Pursuant to art. 13 of the European Regulation 2016/679 (the “Privacy Regulation”), TESSITURA ATTILIO IMPERIALI SRL intends to inform all users and/or visitors of the websites www.attilioimperiali.it; www.rasoimperiali.it (respectively “Users” and “Website”) about the use of personal data, log files and cookies collected through the Website.
1) Data Controller and Data Protection Officer
The data controller for the processing of personal data is TESSITURA ATTILIO IMPERIALI SPA (tax code and VAT no. 00295440135) with registered headquarters in LURATE CACCIVIO (CO), e-mail firstname.lastname@example.org (hereinafter “Data Controller”).

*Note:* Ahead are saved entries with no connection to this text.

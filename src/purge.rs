//! # Purge Engine
//!
//! Rewrites filesets under a filter, dropping or updating the entries it
//! matches, while preserving every other version untouched (spec.md §4.5).
//! Filesets are processed oldest-first so each rewrite's new timestamp can
//! be probed strictly between its own original slot and the next-newer
//! fileset, preserving monotonicity (P4) throughout.

use crate::catalog::{Catalog, TempFileset, TempFilesetEntry};
use crate::compact::{self, CompactOptions, CompactReport};
use crate::config::CompressionKind;
use crate::error::{CatalogStateError, CoreError, Result, UserInputError};
use crate::model::{FileKind, VolumeKind, VolumeState};
use crate::object_store::VolumeQueue;
use crate::progress::{self, Phase, ProgressSink};
use crate::volume::{self, FilesetFileEntry, VolumeManifest, VolumeName};
use chrono::Utc;
use std::path::PathBuf;
use tracing::info;

/// How a purge decides which entries of a fileset to drop.
pub enum PurgeFilter {
    /// Glob matched against each entry's catalog path.
    PathGlob(glob::Pattern),
    /// An opaque catalog-level predicate — a boolean SQL expression
    /// evaluated over `file` columns (`path`, `kind`), e.g.
    /// `"kind = 'file' AND path LIKE '%.tmp'"`. Kept as a raw fragment
    /// rather than a typed AST per spec.md §9's open question, since the
    /// CLI is the only caller and already trusts its own arguments.
    CatalogSelector(CompiledSelector),
    /// Several filters given on one CLI invocation (`purge <destination> <filter...>`),
    /// matching an entry if any of them do.
    AnyOf(Vec<PurgeFilter>),
}

pub struct CompiledSelector(pub String);

impl PurgeFilter {
    fn matches(&self, catalog: &Catalog, path: &str, kind: FileKind) -> Result<bool> {
        match self {
            PurgeFilter::PathGlob(pattern) => Ok(pattern.matches(path)),
            PurgeFilter::CatalogSelector(selector) => catalog.eval_selector(&selector.0, path, &kind.to_string()),
            PurgeFilter::AnyOf(filters) => {
                for f in filters {
                    if f.matches(catalog, path, kind)? {
                        return Ok(true);
                    }
                }
                Ok(false)
            }
        }
    }

    pub fn is_empty(&self) -> bool {
        match self {
            PurgeFilter::PathGlob(p) => p.as_str().is_empty(),
            PurgeFilter::CatalogSelector(_) => false,
            PurgeFilter::AnyOf(filters) => filters.is_empty() || filters.iter().all(PurgeFilter::is_empty),
        }
    }
}

/// Which filesets a purge touches.
pub enum VersionSelection {
    All,
    /// 0 = newest, 1 = second-newest, and so on.
    Versions(Vec<usize>),
    Times(Vec<chrono::DateTime<Utc>>),
}

impl VersionSelection {
    fn resolve(&self, catalog: &Catalog) -> Result<Vec<i64>> {
        let ids = catalog.get_fileset_ids()?; // oldest first
        let selected: Vec<i64> = match self {
            VersionSelection::All => ids,
            VersionSelection::Versions(versions) => {
                let newest_first: Vec<i64> = ids.into_iter().rev().collect();
                versions
                    .iter()
                    .filter_map(|&v| newest_first.get(v).copied())
                    .collect()
            }
            VersionSelection::Times(times) => {
                let mut selected = Vec::new();
                for id in ids {
                    if let Some(fs) = catalog.get_fileset(id)? {
                        if times.contains(&fs.timestamp) {
                            selected.push(id);
                        }
                    }
                }
                selected
            }
        };
        if selected.is_empty() {
            return Err(UserInputError::NoMatchingVersions.into());
        }
        // oldest first
        let mut sortable: Vec<(chrono::DateTime<Utc>, i64)> = Vec::new();
        for id in selected {
            if let Some(fs) = catalog.get_fileset(id)? {
                sortable.push((fs.timestamp, id));
            }
        }
        sortable.sort_by_key(|(ts, _)| *ts);
        Ok(sortable.into_iter().map(|(_, id)| id).collect())
    }
}

pub struct PurgeOptions {
    pub dry_run: bool,
    pub no_auto_compact: bool,
    pub no_backend_verification: bool,
    pub full_result: bool,
    pub prefix: String,
    pub compression: CompressionKind,
    pub compression_level: i32,
    pub password: Option<String>,
}

#[derive(Debug, Default)]
pub struct PurgeReport {
    pub filesets_rewritten: usize,
    pub filesets_unchanged: usize,
    pub entries_removed: usize,
    pub entries_updated: usize,
    pub compact: Option<CompactReport>,
}

/// Runs the full algorithm of spec.md §4.5, steps 1–9.
pub async fn run_purge(
    catalog: &mut Catalog,
    queue: Option<&VolumeQueue>,
    filter: &PurgeFilter,
    selection: &VersionSelection,
    options: &PurgeOptions,
    progress: &ProgressSink,
) -> Result<PurgeReport> {
    // Precondition 1: an empty filter would purge every file in the fileset.
    if filter.is_empty() {
        return Err(UserInputError::EmptyFilterPurgeNotAllowed.into());
    }
    // Precondition 2.
    if catalog.is_partially_recreated()? {
        return Err(CatalogStateError::PartiallyRecreated(PathBuf::new()).into());
    }
    // Precondition 3.
    let orphans = catalog.count_orphan_files()?;
    if orphans != 0 {
        return Err(CatalogStateError::OrphanFilesPresent { count: orphans }.into());
    }
    // Precondition 4 happens inside `resolve` (errors on zero matches).
    let fileset_ids = selection.resolve(catalog)?;
    // Precondition 5: the backend matches what the catalog believes exists,
    // unless the caller explicitly opted out of strict verification.
    if !options.no_backend_verification {
        if let Some(queue) = queue {
            crate::verify::verify_remote(catalog, queue.store().as_ref()).await?;
        }
    }

    let mut report = PurgeReport::default();
    let total = fileset_ids.len();

    for (index, fileset_id) in fileset_ids.iter().enumerate() {
        let (offset, span) = progress::sub_span(0.0, 1.0 - progress::COMPACT_TRAILING_SPAN, index, total);
        progress.emit(Phase::Purge, offset);

        let original = catalog
            .get_fileset(*fileset_id)?
            .ok_or_else(|| anyhow::anyhow!("fileset {fileset_id} vanished mid-purge"))?;
        let entries = catalog.fileset_entries(*fileset_id)?;

        let mut kept = Vec::new();
        let mut removed_count = 0usize;
        let mut updated_count = 0usize;
        for (file, membership) in entries {
            if filter.matches(catalog, &file.path, file.kind)? {
                removed_count += 1;
                continue;
            }
            updated_count += membership.lastmodified as usize;
            kept.push((file, membership));
        }

        if removed_count == 0 {
            report.filesets_unchanged += 1;
            progress.emit(Phase::Purge, offset + span);
            continue;
        }

        report.entries_removed += removed_count;
        report.entries_updated += updated_count;
        report.filesets_rewritten += 1;

        if options.dry_run {
            progress.emit(Phase::Purge, offset + span);
            continue;
        }

        let next_newer = fileset_ids
            .get(index + 1)
            .map(|id| catalog.get_fileset(*id))
            .transpose()?
            .flatten()
            .map(|fs| fs.timestamp);
        let t_new = catalog.probe_new_fileset_timestamp(original.timestamp, next_newer)?;

        let mut file_entries: Vec<FilesetFileEntry> = Vec::with_capacity(kept.len());
        for (file, membership) in &kept {
            let content_blockset_hash = file
                .content_blockset_id
                .map(|id| catalog.get_blockset(id))
                .transpose()?
                .flatten()
                .map(|bs| bs.full_hash);
            let metadata_blockset_hash = file
                .metadata_blockset_id
                .map(|id| catalog.get_blockset(id))
                .transpose()?
                .flatten()
                .map(|bs| bs.full_hash);
            file_entries.push(FilesetFileEntry {
                path: file.path.clone(),
                kind: file.kind,
                content_blockset_hash,
                metadata_blockset_hash,
                modified: membership.modified,
                lastmodified: membership.lastmodified,
            });
        }

        let manifest = VolumeManifest {
            version: 1,
            created: t_new,
            encoding: "utf8".into(),
            blocksize: 0,
            block_hash: "blake3".into(),
            file_hash: "blake3".into(),
            app_version: env!("CARGO_PKG_VERSION").into(),
        };
        let container = volume::encode_dfileset(&manifest, &file_entries)?;
        let packed = volume::pack(container, options.compression, options.compression_level, options.password.as_deref())?;

        let name = catalog.probe_unused_filename(|| {
            VolumeName::new(&options.prefix, VolumeKind::DFileset, t_new, options.compression, options.password.is_some())
                .to_file_name()
        })?;

        let new_volume_id = catalog.create_remote_volume(&name, VolumeKind::DFileset, packed.len() as u64)?;
        catalog.update_remote_volume(new_volume_id, VolumeState::Uploading, None)?;

        let temp = TempFileset {
            timestamp: t_new,
            is_full_backup: original.is_full_backup,
            entries: kept
                .into_iter()
                .map(|(file, membership)| TempFilesetEntry {
                    path: file.path,
                    kind: file.kind,
                    content_blockset_id: file.content_blockset_id,
                    metadata_blockset_id: file.metadata_blockset_id,
                    modified: membership.modified,
                    lastmodified: membership.lastmodified,
                })
                .collect(),
        };
        let new_fileset_id = catalog.write_fileset(temp)?;
        catalog.attach_fileset_volume(new_fileset_id, new_volume_id)?;

        let old_volume_name = if let Some(old_volume_id) = original.remote_volume_id {
            catalog.update_remote_volume(old_volume_id, VolumeState::Deleting, None)?;
            catalog.get_remote_volume(old_volume_id)?.map(|v| v.name)
        } else {
            None
        };
        catalog.drop_filesets_from_table(&[*fileset_id])?;

        info!(fileset_id = new_fileset_id, %name, "purge rewrote fileset");

        // Step 7 is the catalog commit above; step 8 is the upload/delete pair.
        if let Some(queue) = queue {
            queue.upload(name, packed).await?;
            catalog.update_remote_volume(new_volume_id, VolumeState::Uploaded, None)?;
            if let Some(old_name) = old_volume_name {
                queue.delete(old_name).await?;
            }
            queue.wait_for_empty().await?;
        }

        progress.emit(Phase::Purge, offset + span);
    }

    if report.filesets_rewritten > 0 && !options.no_auto_compact {
        let compact_options = CompactOptions {
            prefix: options.prefix.clone(),
            compression: options.compression,
            compression_level: options.compression_level,
            password: options.password.clone(),
            no_backend_verification: options.no_backend_verification,
            ..CompactOptions::default()
        };
        let compact_offset = 1.0 - progress::COMPACT_TRAILING_SPAN;
        progress.emit(Phase::Compact, compact_offset);
        let compact_report = compact::run_compact(catalog, queue, &compact_options, progress).await?;
        report.compact = Some(compact_report);
    }

    progress.emit(Phase::Purge, 1.0);
    Ok(report)
}

#[cfg(test)]
mod tests {
    use super::*;
    use crate::catalog::TempFilesetEntry as TFE;

    fn sample_catalog() -> Catalog {
        let mut cat = Catalog::open_in_memory().unwrap();
        let block_id = cat.intern_block("h1", 10).unwrap();
        let blockset_id = cat.intern_blockset("bs1", 10, &[(block_id, "h1".into(), 10)]).unwrap();

        let mut temp = cat.create_temporary_fileset(Utc::now(), true).unwrap();
        temp.push(TFE {
            path: "keep.txt".into(),
            kind: FileKind::File,
            content_blockset_id: Some(blockset_id),
            metadata_blockset_id: None,
            modified: Utc::now(),
            lastmodified: false,
        });
        temp.push(TFE {
            path: "secret.key".into(),
            kind: FileKind::File,
            content_blockset_id: Some(blockset_id),
            metadata_blockset_id: None,
            modified: Utc::now(),
            lastmodified: false,
        });
        cat.write_fileset(temp).unwrap();
        cat
    }

    #[tokio::test]
    async fn empty_filter_is_rejected() {
        let mut cat = sample_catalog();
        let filter = PurgeFilter::PathGlob(glob::Pattern::new("").unwrap());
        let options = PurgeOptions {
            dry_run: true,
            no_auto_compact: true,
            no_backend_verification: true,
            full_result: false,
            prefix: "repocore".into(),
            compression: CompressionKind::Zstd,
            compression_level: 3,
            password: None,
        };
        let (sink, _rx) = progress::channel();
        let err = run_purge(&mut cat, None, &filter, &VersionSelection::All, &options, &sink)
            .await
            .unwrap_err();
        assert!(matches!(err, CoreError::UserInput(UserInputError::EmptyFilterPurgeNotAllowed)));
    }

    #[tokio::test]
    async fn dry_run_does_not_mutate_catalog() {
        let mut cat = sample_catalog();
        let before = cat.get_fileset_ids().unwrap();

        let filter = PurgeFilter::PathGlob(glob::Pattern::new("*.key").unwrap());
        let options = PurgeOptions {
            dry_run: true,
            no_auto_compact: true,
            no_backend_verification: true,
            full_result: false,
            prefix: "repocore".into(),
            compression: CompressionKind::Zstd,
            compression_level: 3,
            password: None,
        };
        let (sink, _rx) = progress::channel();
        let report = run_purge(&mut cat, None, &filter, &VersionSelection::All, &options, &sink)
            .await
            .unwrap();
        assert_eq!(report.filesets_rewritten, 1);
        assert_eq!(report.entries_removed, 1);

        let after = cat.get_fileset_ids().unwrap();
        assert_eq!(before, after, "dry-run must not change catalog state");
    }

    #[tokio::test]
    async fn wet_run_rewrites_fileset_and_drops_matched_entry() {
        let mut cat = sample_catalog();
        let filter = PurgeFilter::PathGlob(glob::Pattern::new("*.key").unwrap());
        let options = PurgeOptions {
            dry_run: false,
            no_auto_compact: true,
            no_backend_verification: true,
            full_result: false,
            prefix: "repocore".into(),
            compression: CompressionKind::Zstd,
            compression_level: 3,
            password: None,
        };
        let (sink, _rx) = progress::channel();
        let report = run_purge(&mut cat, None, &filter, &VersionSelection::All, &options, &sink)
            .await
            .unwrap();
        assert_eq!(report.filesets_rewritten, 1);

        let ids = cat.get_fileset_ids().unwrap();
        assert_eq!(ids.len(), 1);
        let entries = cat.fileset_entries(ids[0]).unwrap();
        assert_eq!(entries.len(), 1);
        assert_eq!(entries[0].0.path, "keep.txt");
    }
}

The company has not appointed a Data Protection Officer.
2) Information collected by the Website:
The computer systems and software procedures used to operate this website, during their normal operation, acquire some personal data whose transmission is implicit in the use of Internet communication protocols.
These data, which are necessary for using web services, are also processed for the purpose of:
- obtaining statistical information on the use of the services
- checking the proper operation of the services offered.
Browsing data remains no longer than 180 days (except in the event of crime investigation by the judicial authority).
- communicated by the user
Data communicated by the user:
The optional, explicit and intentional submission of data through the various forms on the website that entail acquiring the data of the sender, which are necessary for fulfilling the contact requests, delivering products and/or services and assigning credentials.
- via cookies
3) Type of personal data, purposes, legal basis and retention times
We need the requested and provided personal data to permit access to the website and use the following services:
Type of service: use account request e-shop service;
Type of personal data collected: personal details, contact data (for example: e-mail, phone numbers..).
Purposes: permit downloading updated catalogues.
Legal basis: legitimate interest.
Retention times: until cancellation request
Type of service: newsletter service;
Type of personal data collected: personal details, e-mail contact data.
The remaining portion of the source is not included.